- _WHAT THE EXERCISE ASKS_: Every line of the records below from the line with "ort::set_api(ort_tract::api());" up to and including the line with "async fn generate(&self, request: &GenerationRequest)" must be reproduced exactly, and no line outside that range.

Data records
*** Block opens ***

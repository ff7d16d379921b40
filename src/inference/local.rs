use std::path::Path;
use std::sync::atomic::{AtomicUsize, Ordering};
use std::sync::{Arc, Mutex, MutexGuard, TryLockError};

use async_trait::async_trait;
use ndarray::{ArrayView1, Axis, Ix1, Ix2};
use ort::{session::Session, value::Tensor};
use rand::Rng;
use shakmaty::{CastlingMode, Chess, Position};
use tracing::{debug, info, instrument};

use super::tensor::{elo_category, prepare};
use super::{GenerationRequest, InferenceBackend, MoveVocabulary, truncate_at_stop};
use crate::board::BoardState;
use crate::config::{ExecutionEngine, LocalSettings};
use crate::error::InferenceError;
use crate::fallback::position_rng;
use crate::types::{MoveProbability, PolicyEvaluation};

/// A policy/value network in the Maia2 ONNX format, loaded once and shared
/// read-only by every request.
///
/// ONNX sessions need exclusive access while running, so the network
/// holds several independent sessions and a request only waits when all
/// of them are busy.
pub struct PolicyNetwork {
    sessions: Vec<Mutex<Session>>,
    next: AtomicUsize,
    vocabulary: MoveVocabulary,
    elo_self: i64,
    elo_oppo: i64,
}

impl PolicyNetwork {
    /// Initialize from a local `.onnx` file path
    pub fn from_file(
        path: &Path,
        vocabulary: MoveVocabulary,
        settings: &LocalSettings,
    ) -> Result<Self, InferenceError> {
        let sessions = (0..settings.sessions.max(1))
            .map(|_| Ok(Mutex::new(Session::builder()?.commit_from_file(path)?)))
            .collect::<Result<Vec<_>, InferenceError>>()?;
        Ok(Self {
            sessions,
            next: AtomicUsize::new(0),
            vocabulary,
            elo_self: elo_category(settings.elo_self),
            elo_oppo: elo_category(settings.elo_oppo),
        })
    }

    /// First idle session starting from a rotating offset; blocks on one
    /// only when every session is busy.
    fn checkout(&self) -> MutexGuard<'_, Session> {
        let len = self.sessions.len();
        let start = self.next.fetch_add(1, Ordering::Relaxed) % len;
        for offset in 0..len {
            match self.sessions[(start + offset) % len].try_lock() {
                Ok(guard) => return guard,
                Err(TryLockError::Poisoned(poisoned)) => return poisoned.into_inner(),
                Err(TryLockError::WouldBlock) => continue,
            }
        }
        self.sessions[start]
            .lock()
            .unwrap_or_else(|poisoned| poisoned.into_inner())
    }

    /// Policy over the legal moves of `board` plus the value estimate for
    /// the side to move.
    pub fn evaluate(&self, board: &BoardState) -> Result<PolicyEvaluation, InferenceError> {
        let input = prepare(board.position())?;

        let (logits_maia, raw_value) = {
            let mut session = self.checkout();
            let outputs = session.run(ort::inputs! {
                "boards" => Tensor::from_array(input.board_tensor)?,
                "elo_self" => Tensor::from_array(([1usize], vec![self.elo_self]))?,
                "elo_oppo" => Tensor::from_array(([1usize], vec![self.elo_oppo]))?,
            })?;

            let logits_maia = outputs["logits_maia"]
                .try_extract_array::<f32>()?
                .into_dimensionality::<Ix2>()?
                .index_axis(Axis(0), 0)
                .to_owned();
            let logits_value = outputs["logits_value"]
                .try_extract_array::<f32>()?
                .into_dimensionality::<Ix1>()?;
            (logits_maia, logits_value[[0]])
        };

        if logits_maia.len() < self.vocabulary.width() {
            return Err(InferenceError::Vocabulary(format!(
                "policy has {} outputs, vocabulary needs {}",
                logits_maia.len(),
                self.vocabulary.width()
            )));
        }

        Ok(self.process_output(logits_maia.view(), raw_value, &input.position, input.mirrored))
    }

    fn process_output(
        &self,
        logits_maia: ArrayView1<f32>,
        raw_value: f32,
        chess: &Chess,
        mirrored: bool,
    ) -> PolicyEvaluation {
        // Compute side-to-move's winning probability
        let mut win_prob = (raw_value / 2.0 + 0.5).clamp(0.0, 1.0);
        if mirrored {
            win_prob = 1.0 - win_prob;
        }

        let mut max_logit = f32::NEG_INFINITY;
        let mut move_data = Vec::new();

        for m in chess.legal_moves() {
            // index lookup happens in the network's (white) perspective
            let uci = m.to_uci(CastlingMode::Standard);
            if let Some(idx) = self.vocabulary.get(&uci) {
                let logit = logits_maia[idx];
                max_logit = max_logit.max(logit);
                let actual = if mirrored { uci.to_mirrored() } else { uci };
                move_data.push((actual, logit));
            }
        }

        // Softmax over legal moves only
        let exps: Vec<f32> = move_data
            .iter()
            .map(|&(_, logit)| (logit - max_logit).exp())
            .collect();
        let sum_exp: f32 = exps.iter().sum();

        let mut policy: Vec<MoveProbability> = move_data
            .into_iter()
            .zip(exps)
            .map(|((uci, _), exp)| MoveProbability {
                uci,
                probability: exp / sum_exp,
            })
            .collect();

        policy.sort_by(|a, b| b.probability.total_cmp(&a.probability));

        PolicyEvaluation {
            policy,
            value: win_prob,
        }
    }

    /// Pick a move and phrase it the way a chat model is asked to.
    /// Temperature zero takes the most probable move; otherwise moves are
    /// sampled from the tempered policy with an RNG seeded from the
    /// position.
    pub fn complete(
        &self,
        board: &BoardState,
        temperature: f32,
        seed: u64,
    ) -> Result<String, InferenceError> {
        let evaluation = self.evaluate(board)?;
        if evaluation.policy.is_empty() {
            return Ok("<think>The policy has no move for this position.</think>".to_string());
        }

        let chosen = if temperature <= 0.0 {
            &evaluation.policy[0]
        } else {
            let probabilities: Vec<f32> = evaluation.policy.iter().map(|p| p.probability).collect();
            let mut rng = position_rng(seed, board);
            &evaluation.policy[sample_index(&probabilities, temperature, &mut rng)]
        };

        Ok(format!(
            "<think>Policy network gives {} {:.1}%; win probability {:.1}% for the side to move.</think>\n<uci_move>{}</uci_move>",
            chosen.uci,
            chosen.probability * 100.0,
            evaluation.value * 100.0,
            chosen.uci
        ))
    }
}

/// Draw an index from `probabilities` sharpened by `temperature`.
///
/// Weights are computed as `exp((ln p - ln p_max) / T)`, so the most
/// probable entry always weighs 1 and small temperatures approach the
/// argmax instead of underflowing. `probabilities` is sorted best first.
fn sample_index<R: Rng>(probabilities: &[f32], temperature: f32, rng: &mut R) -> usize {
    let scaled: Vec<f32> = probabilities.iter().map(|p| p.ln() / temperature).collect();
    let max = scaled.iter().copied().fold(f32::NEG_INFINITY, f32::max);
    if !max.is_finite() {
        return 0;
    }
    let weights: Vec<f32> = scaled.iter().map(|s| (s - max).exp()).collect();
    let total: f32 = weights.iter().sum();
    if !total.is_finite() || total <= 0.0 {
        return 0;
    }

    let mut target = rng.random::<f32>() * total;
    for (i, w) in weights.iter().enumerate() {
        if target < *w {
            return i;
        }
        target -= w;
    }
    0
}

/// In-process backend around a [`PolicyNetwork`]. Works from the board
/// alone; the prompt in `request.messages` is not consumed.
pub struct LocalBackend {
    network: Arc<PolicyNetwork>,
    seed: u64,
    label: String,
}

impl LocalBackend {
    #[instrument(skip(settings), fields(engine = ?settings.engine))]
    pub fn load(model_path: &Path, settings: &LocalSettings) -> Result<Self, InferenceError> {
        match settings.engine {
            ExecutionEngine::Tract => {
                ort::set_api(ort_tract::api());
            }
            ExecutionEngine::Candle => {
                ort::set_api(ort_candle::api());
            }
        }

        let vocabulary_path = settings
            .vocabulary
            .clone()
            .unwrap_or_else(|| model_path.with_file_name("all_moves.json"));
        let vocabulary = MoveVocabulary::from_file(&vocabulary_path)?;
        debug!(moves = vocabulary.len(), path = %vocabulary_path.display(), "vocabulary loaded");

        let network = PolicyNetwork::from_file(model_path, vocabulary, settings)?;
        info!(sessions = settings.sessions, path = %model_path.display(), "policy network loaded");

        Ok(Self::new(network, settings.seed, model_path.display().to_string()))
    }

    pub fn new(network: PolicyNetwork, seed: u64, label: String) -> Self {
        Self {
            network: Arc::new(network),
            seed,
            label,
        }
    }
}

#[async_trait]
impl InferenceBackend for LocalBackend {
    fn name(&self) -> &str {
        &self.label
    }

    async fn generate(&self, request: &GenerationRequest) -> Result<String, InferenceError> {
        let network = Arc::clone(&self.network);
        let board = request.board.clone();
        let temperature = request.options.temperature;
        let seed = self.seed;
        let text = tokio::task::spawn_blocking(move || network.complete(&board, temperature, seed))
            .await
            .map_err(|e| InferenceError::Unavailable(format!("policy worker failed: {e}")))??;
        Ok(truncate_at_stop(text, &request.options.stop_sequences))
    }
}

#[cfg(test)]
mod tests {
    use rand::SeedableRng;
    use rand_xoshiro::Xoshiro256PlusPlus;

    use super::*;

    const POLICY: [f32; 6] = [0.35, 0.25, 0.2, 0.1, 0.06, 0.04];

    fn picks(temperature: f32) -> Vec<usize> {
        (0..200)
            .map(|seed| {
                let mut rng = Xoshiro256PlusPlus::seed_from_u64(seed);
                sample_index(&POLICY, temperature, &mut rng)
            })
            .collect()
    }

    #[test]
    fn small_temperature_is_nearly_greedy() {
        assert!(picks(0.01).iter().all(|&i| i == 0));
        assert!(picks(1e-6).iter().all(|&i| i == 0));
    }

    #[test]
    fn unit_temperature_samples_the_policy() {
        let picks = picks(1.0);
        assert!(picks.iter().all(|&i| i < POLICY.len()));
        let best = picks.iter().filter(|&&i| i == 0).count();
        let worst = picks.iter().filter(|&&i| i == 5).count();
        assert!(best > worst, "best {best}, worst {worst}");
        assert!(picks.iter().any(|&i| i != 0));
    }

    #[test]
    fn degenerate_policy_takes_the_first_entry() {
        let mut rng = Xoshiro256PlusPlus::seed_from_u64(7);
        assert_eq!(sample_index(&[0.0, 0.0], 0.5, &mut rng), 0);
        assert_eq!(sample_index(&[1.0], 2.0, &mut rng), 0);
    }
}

*** Block closes ***
*** Block opens ***

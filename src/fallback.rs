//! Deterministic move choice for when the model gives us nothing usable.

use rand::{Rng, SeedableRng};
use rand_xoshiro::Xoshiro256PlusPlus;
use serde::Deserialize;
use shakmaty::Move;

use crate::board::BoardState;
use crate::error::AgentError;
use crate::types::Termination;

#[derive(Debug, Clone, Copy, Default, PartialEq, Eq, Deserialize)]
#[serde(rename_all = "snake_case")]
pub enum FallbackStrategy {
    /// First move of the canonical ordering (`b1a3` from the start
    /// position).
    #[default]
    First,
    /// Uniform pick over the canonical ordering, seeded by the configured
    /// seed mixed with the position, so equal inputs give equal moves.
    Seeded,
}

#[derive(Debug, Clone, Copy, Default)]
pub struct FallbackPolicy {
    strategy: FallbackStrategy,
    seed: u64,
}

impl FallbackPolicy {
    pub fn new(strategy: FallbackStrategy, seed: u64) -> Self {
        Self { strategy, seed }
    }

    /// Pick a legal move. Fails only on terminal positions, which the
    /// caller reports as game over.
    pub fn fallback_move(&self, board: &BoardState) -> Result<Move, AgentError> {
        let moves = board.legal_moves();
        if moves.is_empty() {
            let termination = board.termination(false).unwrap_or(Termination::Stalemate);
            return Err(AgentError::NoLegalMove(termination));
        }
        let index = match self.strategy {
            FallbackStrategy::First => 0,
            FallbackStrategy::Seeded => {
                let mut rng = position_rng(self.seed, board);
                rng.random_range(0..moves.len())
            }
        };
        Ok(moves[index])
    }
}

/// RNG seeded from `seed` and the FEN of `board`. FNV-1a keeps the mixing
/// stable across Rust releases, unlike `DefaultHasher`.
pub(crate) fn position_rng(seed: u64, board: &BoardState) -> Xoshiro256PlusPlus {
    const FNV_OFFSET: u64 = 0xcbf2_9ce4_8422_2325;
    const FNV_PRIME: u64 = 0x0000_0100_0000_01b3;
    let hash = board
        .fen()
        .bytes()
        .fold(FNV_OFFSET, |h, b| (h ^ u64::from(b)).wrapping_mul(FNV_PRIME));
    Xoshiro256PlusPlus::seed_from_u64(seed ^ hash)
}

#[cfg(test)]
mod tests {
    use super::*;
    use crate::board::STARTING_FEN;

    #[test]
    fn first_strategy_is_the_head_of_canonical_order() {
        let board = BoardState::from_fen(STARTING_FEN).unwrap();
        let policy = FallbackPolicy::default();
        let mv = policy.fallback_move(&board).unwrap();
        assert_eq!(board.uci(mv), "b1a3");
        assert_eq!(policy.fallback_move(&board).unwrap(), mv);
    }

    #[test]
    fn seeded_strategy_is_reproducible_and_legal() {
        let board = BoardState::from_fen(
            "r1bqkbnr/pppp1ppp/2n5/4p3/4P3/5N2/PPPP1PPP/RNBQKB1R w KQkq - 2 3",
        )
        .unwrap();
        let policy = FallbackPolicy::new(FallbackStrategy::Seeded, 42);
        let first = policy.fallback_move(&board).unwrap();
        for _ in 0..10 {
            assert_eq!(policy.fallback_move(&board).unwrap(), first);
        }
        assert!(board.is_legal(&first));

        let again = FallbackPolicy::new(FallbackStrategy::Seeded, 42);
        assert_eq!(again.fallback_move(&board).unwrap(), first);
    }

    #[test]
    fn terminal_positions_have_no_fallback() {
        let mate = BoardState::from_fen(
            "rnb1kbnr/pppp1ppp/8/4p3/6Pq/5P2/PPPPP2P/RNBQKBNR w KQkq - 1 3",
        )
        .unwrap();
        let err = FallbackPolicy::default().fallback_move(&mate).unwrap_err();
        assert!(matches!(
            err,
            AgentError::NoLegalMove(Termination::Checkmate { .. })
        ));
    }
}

*** Block closes ***

- _OUTPUT OF THE EXERCISE_:
                ort::set_api(ort_tract::api());
            }
            ExecutionEngine::Candle => {
                ort::set_api(ort_candle::api());
            }
        }

        let vocabulary_path = settings
            .vocabulary
            .clone()
            .unwrap_or_else(|| model_path.with_file_name("all_moves.json"));
        let vocabulary = MoveVocabulary::from_file(&vocabulary_path)?;
        debug!(moves = vocabulary.len(), path = %vocabulary_path.display(), "vocabulary loaded");

        let network = PolicyNetwork::from_file(model_path, vocabulary, settings)?;
        info!(sessions = settings.sessions, path = %model_path.display(), "policy network loaded");

        Ok(Self::new(network, settings.seed, model_path.display().to_string()))
    }

    pub fn new(network: PolicyNetwork, seed: u64, label: String) -> Self {
        Self {
            network: Arc::new(network),
            seed,
            label,
        }
    }
}

#[async_trait]
impl InferenceBackend for LocalBackend {
    fn name(&self) -> &str {
        &self.label
    }

    async fn generate(&self, request: &GenerationRequest) -> Result<String, InferenceError> {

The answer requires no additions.